One Iron Bowl week per year is stressful enough for Alabama and Auburn football fans. Under college football’s new scheduling systems, there might be even more.
Auburn athletics director John Cohen, speaking at the Associated Press Sports Editors South region meeting in Homewood on Monday, pointed out that the teams could now meet more than once.
“Statistically, it would be an anomaly for sure,” Cohen said. “But Alabama and Auburn under the new system could conceivably play each other three times in a row.”
Cohen’s not technically wrong. The cross-state rivals face each other each year to end the regular season, but in the past, the SEC’s divisional structure made it such that they’d never battle in the conference championship game.

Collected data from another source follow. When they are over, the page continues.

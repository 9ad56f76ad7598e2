//! Admin authentication.
//!
//! A single admin identity is configured at start-up. Logging in yields a
//! signed token that every moderation request must present; nothing about the
//! session is stored server-side.

mod error;
mod token;

pub use error::AuthError;
pub use token::{AdminClaims, IssuedToken, TOKEN_TTL_HOURS, TokenSigner};

use argon2::{
    Argon2,
    password_hash::{PasswordHash, PasswordHasher, PasswordVerifier, SaltString, rand_core::OsRng},
};
use secrecy::{ExposeSecret, SecretString};

use crate::config::AdminConfig;

/// Login and token verification for the configured admin.
#[derive(Clone)]
pub struct AdminGateway {
    username: String,
    password_hash: SecretString,
    signer: TokenSigner,
}

impl std::fmt::Debug for AdminGateway {
    fn fmt(&self, f: &mut std::fmt::Formatter<'_>) -> std::fmt::Result {
        f.debug_struct("AdminGateway")
            .field("username", &self.username)
            .field("password_hash", &"[REDACTED]")
            .field("signer", &self.signer)
            .finish()
    }
}

impl AdminGateway {
    /// Create a gateway from admin configuration.
    #[must_use]
    pub fn new(config: &AdminConfig) -> Self {
        Self {
            username: config.username.clone(),
            password_hash: config.password_hash.clone(),
            signer: TokenSigner::new(&config.jwt_secret),
        }
    }

    /// Check credentials and issue a token.
    ///
    /// The password is verified even when the username is wrong so both
    /// failures take the same path.
    ///
    /// # Errors
    ///
    /// Returns `AuthError::InvalidCredentials` on any mismatch.
    /// Returns `AuthError::TokenIssue` if signing fails.
    pub fn login(&self, username: &str, password: &str) -> Result<IssuedToken, AuthError> {
        let username_ok = username == self.username;
        let password_ok = verify_password(password, self.password_hash.expose_secret()).is_ok();

        if !(username_ok && password_ok) {
            tracing::warn!("Admin login rejected");
            return Err(AuthError::InvalidCredentials);
        }

        let issued = self.signer.issue()?;
        tracing::info!(expires_at = %issued.expires_at, "Admin logged in");
        Ok(issued)
    }

    /// Validate a token's signature and expiry.
    ///
    /// # Errors
    ///
    /// Returns `AuthError::TokenExpired` or `AuthError::InvalidToken`.
    pub fn verify(&self, token: &str) -> Result<AdminClaims, AuthError> {
        self.signer.verify(token)
    }

    /// Gate for admin operations: a token must be present and valid.
    ///
    /// # Errors
    ///
    /// Returns `AuthError::MissingToken` when no token was supplied, otherwise
    /// the error from [`Self::verify`].
    pub fn guard(&self, token: Option<&str>) -> Result<AdminClaims, AuthError> {
        let token = token.ok_or(AuthError::MissingToken)?;
        self.verify(token)
    }

    /// The signer used for tokens, for issuing tokens at a fixed time.
    #[must_use]
    pub const fn signer(&self) -> &TokenSigner {
        &self.signer
    }
}

/// Hash a password using Argon2id, producing a PHC string.
///
/// # Errors
///
/// Returns `AuthError::PasswordHash` if hashing fails.
pub fn hash_password(password: &str) -> Result<String, AuthError> {
    let salt = SaltString::generate(&mut OsRng);
    let argon2 = Argon2::default();

    argon2
        .hash_password(password.as_bytes(), &salt)
        .map(|hash| hash.to_string())
        .map_err(|e| AuthError::PasswordHash(e.to_string()))
}

/// Verify a password against a PHC hash.
fn verify_password(password: &str, hash: &str) -> Result<(), AuthError> {
    let parsed_hash =
        PasswordHash::new(hash).map_err(|e| AuthError::PasswordHash(e.to_string()))?;
    let argon2 = Argon2::default();

    argon2
        .verify_password(password.as_bytes(), &parsed_hash)
        .map_err(|_| AuthError::InvalidCredentials)
}

#[cfg(test)]
#[allow(clippy::unwrap_used)]
mod tests {
    use chrono::{Duration, Utc};
    use jsonwebtoken::{EncodingKey, Header, encode};
    use serde_json::json;

    use super::*;

    const SECRET: &str = "k3J9x!Qz7pW2mR8vT4nY6bL1cF5hG0sD";

    fn gateway() -> AdminGateway {
        AdminGateway::new(&AdminConfig {
            username: "root".to_string(),
            password_hash: SecretString::from(hash_password("orbit-pass").unwrap()),
            jwt_secret: SecretString::from(SECRET),
        })
    }

    #[test]
    fn test_login_issues_verifiable_token() {
        let gateway = gateway();
        let issued = gateway.login("root", "orbit-pass").unwrap();

        let claims = gateway.verify(&issued.token).unwrap();
        assert_eq!(claims.role, orbit_core::Role::Admin);
        assert_eq!(claims.exp - claims.iat, TOKEN_TTL_HOURS * 3600);
    }

    #[test]
    fn test_login_failures_are_indistinguishable() {
        let gateway = gateway();

        for (user, pass) in [
            ("root", "wrong"),
            ("admin", "orbit-pass"),
            ("admin", "wrong"),
            ("", ""),
        ] {
            let err = gateway.login(user, pass).unwrap_err();
            assert!(matches!(err, AuthError::InvalidCredentials));
            assert_eq!(err.client_message(), "Invalid credentials");
        }
    }

    #[test]
    fn test_expired_token_rejected() {
        let gateway = gateway();
        let issued = gateway
            .signer()
            .issue_at(Utc::now() - Duration::hours(25))
            .unwrap();

        assert!(matches!(
            gateway.verify(&issued.token),
            Err(AuthError::TokenExpired)
        ));
        assert!(matches!(
            gateway.guard(Some(&issued.token)),
            Err(AuthError::TokenExpired)
        ));
    }

    #[test]
    fn test_token_just_under_a_day_old_still_valid() {
        let gateway = gateway();
        let issued = gateway
            .signer()
            .issue_at(Utc::now() - Duration::hours(23))
            .unwrap();
        assert!(gateway.verify(&issued.token).is_ok());
    }

    #[test]
    fn test_tampered_token_rejected() {
        let gateway = gateway();
        let mut token = gateway.login("root", "orbit-pass").unwrap().token;
        token.push('x');

        assert!(matches!(
            gateway.verify(&token),
            Err(AuthError::InvalidToken)
        ));
    }

    #[test]
    fn test_token_from_other_secret_rejected() {
        let other = TokenSigner::new(&SecretString::from("a-completely-different-secret-value!"));
        let issued = other.issue().unwrap();

        assert!(matches!(
            gateway().verify(&issued.token),
            Err(AuthError::InvalidToken)
        ));
    }

    #[test]
    fn test_non_admin_role_rejected() {
        let exp = (Utc::now() + Duration::hours(1)).timestamp();
        let token = encode(
            &Header::default(),
            &json!({ "role": "viewer", "iat": 0, "exp": exp }),
            &EncodingKey::from_secret(SECRET.as_bytes()),
        )
        .unwrap();

        assert!(matches!(
            gateway().verify(&token),
            Err(AuthError::InvalidToken)
        ));
    }

    #[test]
    fn test_guard_without_token() {
        let err = gateway().guard(None).unwrap_err();
        assert!(matches!(err, AuthError::MissingToken));
        assert!(err.is_client_error());
    }
}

The SEC West and East are no more. If the Crimson Tide and Tigers emerged from the regular season as the top two teams in the league’s standings, they could meet again in Atlanta.
With the College Football Playoff expanding to 12 teams, both schools could make it, regardless of the result in SEC title game. If the seeding fell the right way, Alabama and Auburn could play a CFP game as well.
It’d take a lot of things going exactly right (or wrong, depending on perspective), but under the new systems, weirdness is always possible.
“I think that’s incredible,” Cohen said. " “I think the limitless opportunities moving forward with the playoff system, how our league is going to work, no longer does it matter if an eastern division or the western division is the dominant side. It won’t matter. Everybody over a four-year period is going to play everybody. I love that.”